_Exercise_
Across all the entries below, how many lines contain the string "struct"? The number by itself is the answer.

_Source data_
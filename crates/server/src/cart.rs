//! Session cart endpoints. All routes require a bearer session.
//!
//! The ledger itself never looks at stock; this layer rejects any change that
//! would push a line above the stock snapshot taken when it was first added.

use std::num::NonZeroU32;

use axum::extract::{Path, State};
use axum::routing::{get, post, put};
use axum::{Json, Router};
use rust_decimal::Decimal;
use serde::{Deserialize, Serialize};
use storefront_core::cart::{Cart, CartTotals};
use storefront_core::checkout::ShippingQuote;
use storefront_core::domain::cart::{CartItem, Coupon};
use storefront_core::domain::product::ProductId;
use storefront_core::errors::{ApplicationError, DomainError};
use tracing::info;

use crate::error::{ApiError, CorrelationId, ResultExt};
use crate::sessions::Session;
use crate::state::AppState;

#[derive(Clone, Debug, PartialEq, Eq, Serialize)]
#[serde(rename_all = "camelCase")]
pub struct CartView {
    pub items: Vec<CartItem>,
    pub coupon: Option<Coupon>,
    pub shipping_calculated: bool,
    pub totals: CartTotals,
}

impl From<&Cart> for CartView {
    fn from(cart: &Cart) -> Self {
        Self {
            items: cart.items().to_vec(),
            coupon: cart.coupon().cloned(),
            shipping_calculated: cart.shipping().is_calculated(),
            totals: cart.totals(),
        }
    }
}

#[derive(Debug, Deserialize)]
#[serde(rename_all = "camelCase")]
pub struct AddItemRequest {
    pub product_id: String,
    #[serde(default = "default_quantity")]
    pub quantity: u32,
}

fn default_quantity() -> u32 {
    1
}

#[derive(Debug, Deserialize)]
pub struct UpdateQuantityRequest {
    pub quantity: u32,
}

#[derive(Debug, Deserialize)]
pub struct ApplyCouponRequest {
    pub code: String,
}

#[derive(Debug, Deserialize)]
#[serde(rename_all = "camelCase")]
pub struct ShippingRequest {
    pub postal_code: String,
}

#[derive(Debug, Serialize)]
pub struct ShippingUpdate {
    pub quote: ShippingQuote,
    pub cart: CartView,
}

pub fn router() -> Router<AppState> {
    Router::new()
        .route("/api/cart", get(get_cart).delete(clear_cart))
        .route("/api/cart/items", post(add_item))
        .route("/api/cart/items/{id}", put(update_item).delete(remove_item))
        .route("/api/cart/coupon", post(apply_coupon).delete(remove_coupon))
        .route("/api/cart/shipping", post(quote_shipping))
}

async fn get_cart(session: Session) -> Json<CartView> {
    let cart = session.cart.lock().await;
    Json(CartView::from(&*cart))
}

async fn clear_cart(correlation_id: CorrelationId, session: Session) -> Json<CartView> {
    let mut cart = session.cart.lock().await;
    cart.clear();
    info!(
        event_name = "cart.cleared",
        correlation_id = %correlation_id.as_str(),
        customer_id = %session.customer_id,
        "cart cleared"
    );
    Json(CartView::from(&*cart))
}

async fn add_item(
    State(state): State<AppState>,
    correlation_id: CorrelationId,
    session: Session,
    Json(request): Json<AddItemRequest>,
) -> Result<Json<CartView>, ApiError> {
    let quantity = positive_quantity(request.quantity).or_api(&correlation_id)?;
    let product_id = ProductId(request.product_id.trim().to_string());
    let product = state
        .products
        .find_by_id(&product_id)
        .await
        .or_api(&correlation_id)?
        .ok_or_else(|| ApplicationError::NotFound(format!("product `{product_id}`")))
        .or_api(&correlation_id)?;

    let mut cart = session.cart.lock().await;
    let (in_cart, stock) = match cart.item(&product_id) {
        Some(item) => (item.quantity, item.stock),
        None => (0, product.stock),
    };
    let requested = in_cart.checked_add(quantity.get()).unwrap_or(u32::MAX);
    ensure_in_stock(&product.name, requested, stock).or_api(&correlation_id)?;

    cart.add_item(&product, quantity);
    info!(
        event_name = "cart.item.added",
        correlation_id = %correlation_id.as_str(),
        customer_id = %session.customer_id,
        product_id = %product_id,
        quantity = quantity.get(),
        "item added to cart"
    );
    Ok(Json(CartView::from(&*cart)))
}

async fn update_item(
    correlation_id: CorrelationId,
    session: Session,
    Path(id): Path<String>,
    Json(request): Json<UpdateQuantityRequest>,
) -> Result<Json<CartView>, ApiError> {
    let quantity = positive_quantity(request.quantity).or_api(&correlation_id)?;
    let product_id = ProductId(id);

    let mut cart = session.cart.lock().await;
    let item = cart
        .item(&product_id)
        .ok_or_else(|| ApplicationError::NotFound(format!("cart item `{product_id}`")))
        .or_api(&correlation_id)?;
    ensure_in_stock(&item.name, quantity.get(), item.stock).or_api(&correlation_id)?;

    cart.update_quantity(&product_id, quantity);
    info!(
        event_name = "cart.item.updated",
        correlation_id = %correlation_id.as_str(),
        customer_id = %session.customer_id,
        product_id = %product_id,
        quantity = quantity.get(),
        "cart item quantity updated"
    );
    Ok(Json(CartView::from(&*cart)))
}

async fn remove_item(
    correlation_id: CorrelationId,
    session: Session,
    Path(id): Path<String>,
) -> Json<CartView> {
    let product_id = ProductId(id);
    let mut cart = session.cart.lock().await;
    let removed = cart.remove_item(&product_id);
    info!(
        event_name = "cart.item.removed",
        correlation_id = %correlation_id.as_str(),
        customer_id = %session.customer_id,
        product_id = %product_id,
        removed,
        "cart item removal requested"
    );
    Json(CartView::from(&*cart))
}

async fn apply_coupon(
    State(state): State<AppState>,
    correlation_id: CorrelationId,
    session: Session,
    Json(request): Json<ApplyCouponRequest>,
) -> Result<Json<CartView>, ApiError> {
    let mut cart = session.cart.lock().await;
    let coupon =
        state.coupons.redeem(&request.code, cart.shipping()).await.or_api(&correlation_id)?;
    let code = coupon.code().to_string();
    let replaced = cart.apply_coupon(coupon);

    info!(
        event_name = "cart.coupon.applied",
        correlation_id = %correlation_id.as_str(),
        customer_id = %session.customer_id,
        coupon_code = %code,
        replaced_code = replaced.as_ref().map(Coupon::code).unwrap_or("none"),
        "coupon applied"
    );
    Ok(Json(CartView::from(&*cart)))
}

async fn remove_coupon(correlation_id: CorrelationId, session: Session) -> Json<CartView> {
    let mut cart = session.cart.lock().await;
    let removed = cart.remove_coupon();
    info!(
        event_name = "cart.coupon.removed",
        correlation_id = %correlation_id.as_str(),
        customer_id = %session.customer_id,
        coupon_code = removed.as_ref().map(Coupon::code).unwrap_or("none"),
        "coupon removed"
    );
    Json(CartView::from(&*cart))
}

async fn quote_shipping(
    State(state): State<AppState>,
    correlation_id: CorrelationId,
    session: Session,
    Json(request): Json<ShippingRequest>,
) -> Result<Json<ShippingUpdate>, ApiError> {
    let quote = state.shipping.quote(&request.postal_code).await.or_api(&correlation_id)?;

    let mut cart = session.cart.lock().await;
    cart.set_shipping(quote.amount);
    info!(
        event_name = "cart.shipping.quoted",
        correlation_id = %correlation_id.as_str(),
        customer_id = %session.customer_id,
        postal_code = %quote.postal_code,
        amount = %Decimal::from(quote.amount),
        "shipping quote stored on cart"
    );
    Ok(Json(ShippingUpdate { quote, cart: CartView::from(&*cart) }))
}

fn positive_quantity(quantity: u32) -> Result<NonZeroU32, DomainError> {
    NonZeroU32::new(quantity)
        .ok_or_else(|| DomainError::Validation("quantity must be at least 1".to_string()))
}

fn ensure_in_stock(name: &str, requested: u32, stock: u32) -> Result<(), DomainError> {
    if requested > stock {
        return Err(DomainError::Validation(format!(
            "only {stock} unit(s) of `{name}` are available (requested {requested})"
        )));
    }
    Ok(())
}
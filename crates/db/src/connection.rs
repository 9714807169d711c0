use std::time::Duration;

use sqlx::sqlite::SqlitePoolOptions;
use storefront_core::config::DatabaseConfig;

pub type DbPool = sqlx::SqlitePool;

pub async fn connect_with_config(config: &DatabaseConfig) -> Result<DbPool, sqlx::Error> {
    connect_with_settings(&config.url, config.max_connections, config.timeout_secs).await
}

/// Opens a pool, creating the SQLite file when it does not exist yet.
pub async fn connect_with_settings(
    database_url: &str,
    max_connections: u32,
    timeout_secs: u64,
) -> Result<DbPool, sqlx::Error> {
    let options = database_url
        .parse::<sqlx::sqlite::SqliteConnectOptions>()?
        .create_if_missing(true)
        .foreign_keys(true)
        .busy_timeout(Duration::from_secs(5));

    SqlitePoolOptions::new()
        .max_connections(max_connections.max(1))
        .acquire_timeout(Duration::from_secs(timeout_secs.max(1)))
        .after_connect(|conn, _meta| {
            Box::pin(async move {
                sqlx::query("PRAGMA journal_mode = WAL").execute(&mut *conn).await?;
                Ok(())
            })
        })
        .connect_with(options)
        .await
}

/// Round-trips a trivial statement; used by readiness checks.
pub async fn ping(pool: &DbPool) -> Result<(), sqlx::Error> {
    sqlx::query("SELECT 1").execute(pool).await.map(|_| ())
}
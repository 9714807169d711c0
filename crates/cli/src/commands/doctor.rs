use serde::Serialize;
use storefront_core::config::{AppConfig, LoadOptions};
use storefront_db::{
    connect_with_config, migrations, ping, DbPool, ProductRepository, SqlProductRepository,
};

use crate::commands::start::pending_migrations;

#[derive(Clone, Copy, Debug, PartialEq, Eq, Serialize)]
#[serde(rename_all = "snake_case")]
enum CheckStatus {
    Pass,
    Fail,
    Skipped,
}

#[derive(Debug, Serialize)]
struct DoctorCheck {
    name: &'static str,
    status: CheckStatus,
    details: String,
}

#[derive(Debug, Serialize)]
struct DoctorReport {
    overall_status: CheckStatus,
    summary: String,
    checks: Vec<DoctorCheck>,
}

pub fn run(json_output: bool) -> String {
    let report = build_report();

    if json_output {
        return serde_json::to_string_pretty(&report).unwrap_or_else(|error| {
            format!(
                "{{\"overall_status\":\"fail\",\"summary\":\"doctor serialization failed\",\"error\":\"{}\"}}",
                escape_json(&error.to_string())
            )
        });
    }

    render_human(&report)
}

fn build_report() -> DoctorReport {
    let mut checks = Vec::new();

    match AppConfig::load(LoadOptions::default()) {
        Ok(config) => {
            checks.push(DoctorCheck {
                name: "config_validation",
                status: CheckStatus::Pass,
                details: "configuration loaded and validated".to_string(),
            });
            checks.extend(check_database(&config));
        }
        Err(error) => {
            checks.push(DoctorCheck {
                name: "config_validation",
                status: CheckStatus::Fail,
                details: error.to_string(),
            });
            for name in ["database_connectivity", "schema_migrations", "catalog_products"] {
                checks.push(skipped(name, "configuration did not load"));
            }
        }
    }

    let all_pass = checks.iter().all(|check| check.status == CheckStatus::Pass);
    let overall_status = if all_pass { CheckStatus::Pass } else { CheckStatus::Fail };
    let summary = if all_pass {
        "doctor: all readiness checks passed".to_string()
    } else {
        "doctor: one or more readiness checks failed".to_string()
    };

    DoctorReport { overall_status, summary, checks }
}

fn check_database(config: &AppConfig) -> Vec<DoctorCheck> {
    let runtime = match tokio::runtime::Builder::new_current_thread().enable_all().build() {
        Ok(runtime) => runtime,
        Err(error) => {
            return vec![
                DoctorCheck {
                    name: "database_connectivity",
                    status: CheckStatus::Fail,
                    details: format!("failed to initialize async runtime: {error}"),
                },
                skipped("schema_migrations", "database is unreachable"),
                skipped("catalog_products", "database is unreachable"),
            ];
        }
    };

    runtime.block_on(async {
        let pool = match connect_with_config(&config.database).await {
            Ok(pool) => pool,
            Err(error) => {
                return vec![
                    DoctorCheck {
                        name: "database_connectivity",
                        status: CheckStatus::Fail,
                        details: format!("failed to connect to database: {error}"),
                    },
                    skipped("schema_migrations", "database is unreachable"),
                    skipped("catalog_products", "database is unreachable"),
                ];
            }
        };

        let mut checks = Vec::new();
        match ping(&pool).await {
            Ok(()) => checks.push(DoctorCheck {
                name: "database_connectivity",
                status: CheckStatus::Pass,
                details: format!("connected using `{}`", config.database.url),
            }),
            Err(error) => {
                checks.push(DoctorCheck {
                    name: "database_connectivity",
                    status: CheckStatus::Fail,
                    details: format!("database query failed: {error}"),
                });
                checks.push(skipped("schema_migrations", "database is unreachable"));
                checks.push(skipped("catalog_products", "database is unreachable"));
                pool.close().await;
                return checks;
            }
        }

        let applied = migrations::applied_versions(&pool).await.unwrap_or_default();
        let pending = pending_migrations(&applied);
        if pending == 0 {
            checks.push(DoctorCheck {
                name: "schema_migrations",
                status: CheckStatus::Pass,
                details: "all migrations applied".to_string(),
            });
            checks.push(match catalog_size(&pool).await {
                Ok(count) => DoctorCheck {
                    name: "catalog_products",
                    status: CheckStatus::Pass,
                    details: format!("{count} products available"),
                },
                Err(error) => DoctorCheck {
                    name: "catalog_products",
                    status: CheckStatus::Fail,
                    details: format!("catalog query failed: {error}"),
                },
            });
        } else {
            checks.push(DoctorCheck {
                name: "schema_migrations",
                status: CheckStatus::Fail,
                details: format!("{pending} pending migrations; run `storefront migrate`"),
            });
            checks.push(skipped("catalog_products", "schema is not current"));
        }

        pool.close().await;
        checks
    })
}

async fn catalog_size(pool: &DbPool) -> Result<usize, String> {
    SqlProductRepository::new(pool.clone())
        .list_all()
        .await
        .map(|products| products.len())
        .map_err(|error| error.to_string())
}

fn skipped(name: &'static str, reason: &str) -> DoctorCheck {
    DoctorCheck { name, status: CheckStatus::Skipped, details: format!("skipped because {reason}") }
}

fn render_human(report: &DoctorReport) -> String {
    let mut lines = Vec::new();
    lines.push(report.summary.clone());

    for check in &report.checks {
        let marker = match check.status {
            CheckStatus::Pass => "ok",
            CheckStatus::Fail => "fail",
            CheckStatus::Skipped => "skip",
        };
        lines.push(format!("- [{marker}] {}: {}", check.name, check.details));
    }

    lines.join("\n")
}

fn escape_json(value: &str) -> String {
    value.replace('\\', "\\\\").replace('"', "\\\"")
}

#[cfg(test)]
mod tests {
    use super::{render_human, skipped, CheckStatus, DoctorCheck, DoctorReport};

    #[test]
    fn human_report_marks_each_check() {
        let report = DoctorReport {
            overall_status: CheckStatus::Fail,
            summary: "doctor: one or more readiness checks failed".to_string(),
            checks: vec![
                DoctorCheck {
                    name: "config_validation",
                    status: CheckStatus::Pass,
                    details: "configuration loaded and validated".to_string(),
                },
                skipped("catalog_products", "schema is not current"),
            ],
        };

        let rendered = render_human(&report);

        assert_eq!(
            rendered,
            "doctor: one or more readiness checks failed\n\
             - [ok] config_validation: configuration loaded and validated\n\
             - [skip] catalog_products: skipped because schema is not current"
        );
    }
}
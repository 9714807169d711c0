use crate::commands::{load_config, open_pool, runtime, CommandResult, Failure};
use storefront_db::migrations;

pub fn run() -> CommandResult {
    let config = match load_config("migrate") {
        Ok(config) => config,
        Err(result) => return result,
    };
    let runtime = match runtime("migrate") {
        Ok(runtime) => runtime,
        Err(result) => return result,
    };

    let result = runtime.block_on(async {
        let pool = open_pool(&config).await?;
        migrations::run_pending(&pool)
            .await
            .map_err(|error| ("migration", error.to_string(), 5u8))?;
        let applied = migrations::applied_versions(&pool)
            .await
            .map_err(|error| ("migration", error.to_string(), 5u8))?;
        pool.close().await;
        Ok::<Vec<i64>, Failure>(applied)
    });

    match result {
        Ok(applied) => CommandResult::success(
            "migrate",
            format!(
                "applied pending migrations (schema versions: {})",
                applied.iter().map(i64::to_string).collect::<Vec<_>>().join(", ")
            ),
        ),
        Err((error_class, message, exit_code)) => {
            CommandResult::failure("migrate", error_class, message, exit_code)
        }
    }
}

_Answer space_
8